The customers were the wives of Japanese farmers within a 70 mile radius from Ontario, Oregon, called the Treasure Valley on the Idaho/Oregon border. In the early years, 1940s and 1950s. We were all so poor we didn’t have time or cars to go in to town for groceries.

Dad liked playing his violin, his musical saw and singing in the church choir. He installed a musical horn on his truck with four notes. As he entered each farmer’s driveway he played a short musical tune.

Usually, the wife was out helping with something like weeding onions or thinning beets. She heard Dad’s music and came in from the field to do her shopping from the shelves along the walls of the van and the huge icebox that held the fish and meat products in the back. Soda pop was in crates in front of the shelves.

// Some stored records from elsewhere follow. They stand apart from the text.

impl TryFrom<ProjectRow> for PipelineItem {
    type Error = StoreError;

    fn try_from(row: ProjectRow) -> Result<Self, Self::Error> {
        let malformed = |reason: String| StoreError::Malformed {
            collection: "projects",
            id: row.id.clone(),
            reason,
        };
        let kind = row
            .stage
            .parse::<StageKind>()
            .map_err(|err| malformed(err.to_string()))?;
        let stage = match kind {
            StageKind::Quote => Stage::Quote {
                deadline: row.deadline.as_deref().and_then(parse_date),
            },
            StageKind::Approved => Stage::Approved {
                start_date: row.start_date.as_deref().and_then(parse_date),
            },
            StageKind::InProgress => Stage::InProgress {
                progress: row.progress.unwrap_or(0).clamp(0, 100) as u8,
            },
            StageKind::Completed => Stage::Completed {
                completed_on: row
                    .completed_on
                    .as_deref()
                    .and_then(parse_date)
                    .ok_or_else(|| malformed("completed item without date".to_string()))?,
                invoiced: row.invoiced == 1,
            },
        };

        Ok(PipelineItem {
            id: row.id,
            title: row.title,
            client_name: row.client_name,
            amount: row.amount,
            stage,
        })
    }
}

#[derive(Debug, Clone, PartialEq)]
pub struct Vendor {
    pub id: String,
    pub first_name: String,
    pub last_name: String,
    pub email: String,
    pub phone: String,
}

impl Vendor {
    pub fn full_name(&self) -> String {
        format!("{} {}", self.first_name, self.last_name)
            .trim()
            .to_string()
    }
}

#[derive(Debug, Clone, PartialEq)]
pub struct UserProfile {
    pub id: String,
    pub name: String,
    pub email: String,
    pub role: Role,
    pub created_at: NaiveDateTime,
}

impl TryFrom<ProfileRow> for UserProfile {
    type Error = StoreError;

    fn try_from(row: ProfileRow) -> Result<Self, Self::Error> {
        let malformed = |reason: String| StoreError::Malformed {
            collection: "profiles",
            id: row.id.clone(),
            reason,
        };
        let role = row
            .role
            .parse::<Role>()
            .map_err(|err| malformed(err.to_string()))?;
        let created_at = parse_timestamp(&row.created_at)
            .ok_or_else(|| malformed(format!("bad created_at `{}`", row.created_at)))?;
        Ok(UserProfile {
            name: format!("{} {}", row.first_name, row.last_name)
                .trim()
                .to_string(),
            id: row.id,
            email: row.email,
            role,
            created_at,
        })
    }
}

/// Only profiles with the vendor role convert.
impl TryFrom<ProfileRow> for Vendor {
    type Error = StoreError;

    fn try_from(row: ProfileRow) -> Result<Self, Self::Error> {
        if !matches!(row.role.parse::<Role>(), Ok(Role::Vendor)) {
            return Err(StoreError::Malformed {
                collection: "profiles",
                id: row.id,
                reason: format!("role `{}` is not a vendor", row.role),
            });
        }
        Ok(Vendor {
            id: row.id,
            first_name: row.first_name,
            last_name: row.last_name,
            email: row.email,
            phone: row.phone,
        })
    }
}

pub fn format_timestamp(value: NaiveDateTime) -> String {
    value.format(TIMESTAMP_FORMAT).to_string()
}

/// Accepts stored timestamps and `datetime-local` form values (no seconds).
pub fn parse_timestamp(value: &str) -> Option<NaiveDateTime> {
    let value = value.trim();
    NaiveDateTime::parse_from_str(value, TIMESTAMP_FORMAT)
        .or_else(|_| NaiveDateTime::parse_from_str(value, "%Y-%m-%dT%H:%M"))
        .ok()
}

pub fn parse_date(value: &str) -> Option<NaiveDate> {
    NaiveDate::parse_from_str(value.trim(), DATE_FORMAT).ok()
}

/// Loose shape check: something before the `@`, a dotted domain after it.
pub fn looks_like_email(value: &str) -> bool {
    match value.trim().split_once('@') {
        Some((local, domain)) => {
            !local.is_empty()
                && domain.contains('.')
                && !domain.starts_with('.')
                && !domain.ends_with('.')
        }
        None => false,
    }
}

#[cfg(test)]
mod tests {
    use super::*;

    fn date(value: &str) -> NaiveDate {
        parse_date(value).expect("valid date")
    }

    #[test]
    fn role_parsing_rejects_anything_outside_the_closed_set() {
        for role in Role::ALL {
            assert_eq!(role.as_str().parse::<Role>().unwrap(), role);
        }
        for bad in ["", "Admin", "vendor", "superuser", "admin "] {
            let err = bad.parse::<Role>().unwrap_err();
            assert_eq!(err.field, "role");
        }
    }

    #[test]
    fn vendors_land_on_appointments() {
        assert_eq!(Role::Vendor.home_route(), "/app/appointments");
        assert_eq!(Role::Operator.home_route(), "/app/dashboard");
    }

    #[test]
    fn appointment_rows_drop_technician_and_keep_vendor() {
        let row = AppointmentRow {
            id: "a1".into(),
            title: "Posa infissi".into(),
            client_name: "Rossi".into(),
            kind: "installazione".into(),
            starts_at: "2025-04-10T09:00:00".into(),
            ends_at: "2025-04-10T11:30:00".into(),
            location: "Bologna".into(),
            notes: None,
            vendor_id: Some("v1".into()),
            completed_at: None,
        };
        let appointment = Appointment::try_from(row).unwrap();
        assert_eq!(appointment.kind, AppointmentKind::Installation);
        assert_eq!(appointment.technician, "");
        assert_eq!(appointment.vendor_id.as_deref(), Some("v1"));
        assert_eq!(format_timestamp(appointment.starts_at), "2025-04-10T09:00:00");
    }

    #[test]
    fn appointment_rows_with_unknown_kind_are_malformed() {
        let row = AppointmentRow {
            id: "a2".into(),
            title: "?".into(),
            client_name: "?".into(),
            kind: "picnic".into(),
            starts_at: "2025-04-10T09:00:00".into(),
            ends_at: "2025-04-10T10:00:00".into(),
            location: String::new(),
            notes: None,
            vendor_id: None,
            completed_at: None,
        };
        assert!(matches!(
            Appointment::try_from(row),
            Err(StoreError::Malformed { .. })
        ));
    }

    #[test]
    fn timestamps_accept_form_values_without_seconds() {
        let parsed = parse_timestamp("2025-04-10T14:30").unwrap();
        assert_eq!(format_timestamp(parsed), "2025-04-10T14:30:00");
        assert!(parse_timestamp("10/04/2025 14:30").is_none());
    }

    #[test]
    fn email_shape_check() {
        assert!(looks_like_email("anna@example.com"));
        assert!(looks_like_email(" anna@mail.example.it "));
        assert!(!looks_like_email("anna"));
        assert!(!looks_like_email("@example.com"));
        assert!(!looks_like_email("anna@localhost"));
        assert!(!looks_like_email("anna@example."));
    }

    #[test]
    fn pipeline_advances_until_completed() {
        let today = date("2025-05-02");
        let quote = Stage::Quote { deadline: None };
        let approved = quote.advance(today).unwrap();
        assert_eq!(approved, Stage::Approved { start_date: Some(today) });
        let running = approved.advance(today).unwrap();
        assert_eq!(running, Stage::InProgress { progress: 0 });
        let done = running.advance(today).unwrap();
        assert_eq!(
            done,
            Stage::Completed {
                completed_on: today,
                invoiced: false
            }
        );
        assert!(done.advance(today).is_none());
    }

    #[test]
    fn project_rows_map_stage_specific_fields() {
        let row = ProjectRow {
            id: "p1".into(),
            title: "Cucina".into(),
            client_name: "Bianchi".into(),
            amount: 1200.0,
            stage: "in_corso".into(),
            deadline: None,
            start_date: None,
            progress: Some(140),
            completed_on: None,
            invoiced: 0,
        };
        let item = PipelineItem::try_from(row).unwrap();
        assert_eq!(item.stage, Stage::InProgress { progress: 100 });
    }

    fn profile_row(role: &str) -> ProfileRow {
        ProfileRow {
            id: "u1".into(),
            username: "mario".into(),
            first_name: "Mario".into(),
            last_name: "Verdi".into(),
            email: "mario@example.com".into(),
            phone: "059 123".into(),
            role: role.into(),
            password_hash: String::new(),
            created_at: "2025-03-01T08:30:00".into(),
        }
    }

    #[test]
    fn profiles_keep_their_creation_time() {
        let profile = UserProfile::try_from(profile_row("operatore")).unwrap();
        assert_eq!(profile.name, "Mario Verdi");
        assert_eq!(profile.role, Role::Operator);
        assert_eq!(format_timestamp(profile.created_at), "2025-03-01T08:30:00");

        let broken = ProfileRow {
            created_at: "ieri".into(),
            ..profile_row("operatore")
        };
        assert!(matches!(
            UserProfile::try_from(broken),
            Err(StoreError::Malformed { collection: "profiles", .. })
        ));
    }

    #[test]
    fn profiles_with_unknown_roles_do_not_become_users() {
        assert!(UserProfile::try_from(profile_row("root")).is_err());
        assert!(Vendor::try_from(profile_row("root")).is_err());
    }

    #[test]
    fn only_vendor_profiles_become_vendors() {
        assert!(Vendor::try_from(profile_row("admin")).is_err());
        let vendor = Vendor::try_from(profile_row("venditore")).unwrap();
        assert_eq!(vendor.full_name(), "Mario Verdi");
        assert_eq!(vendor.phone, "059 123");
    }
}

Dad bagged the groceries and carried them into the farmhouse kitchen and maybe had a cup of tea while he got paid and wrote out her order for his next delivery.

Dad was also the carrier of news and gossip. I often helped him in the summer, when school was out, so he could get home sooner. It was my job to close the icebox, clean off the cutting board and knife used to cut off the amount of fish or meat the customer wanted and take down the scale.

As I sat back down on one of the soda pop crates and went back to reading my Nancy Drew book, I could hear wafts of Dad’s laughter out from the kitchens.

On the way home on Thursdays, from Caldwell Ice Company, Dad loaded all the walking space on the truck floor with 100 pound blocks of ice for the Ontario Fish Market to put in their cold storage. We cut up the ice with ice picks for sale and for the ice boxes.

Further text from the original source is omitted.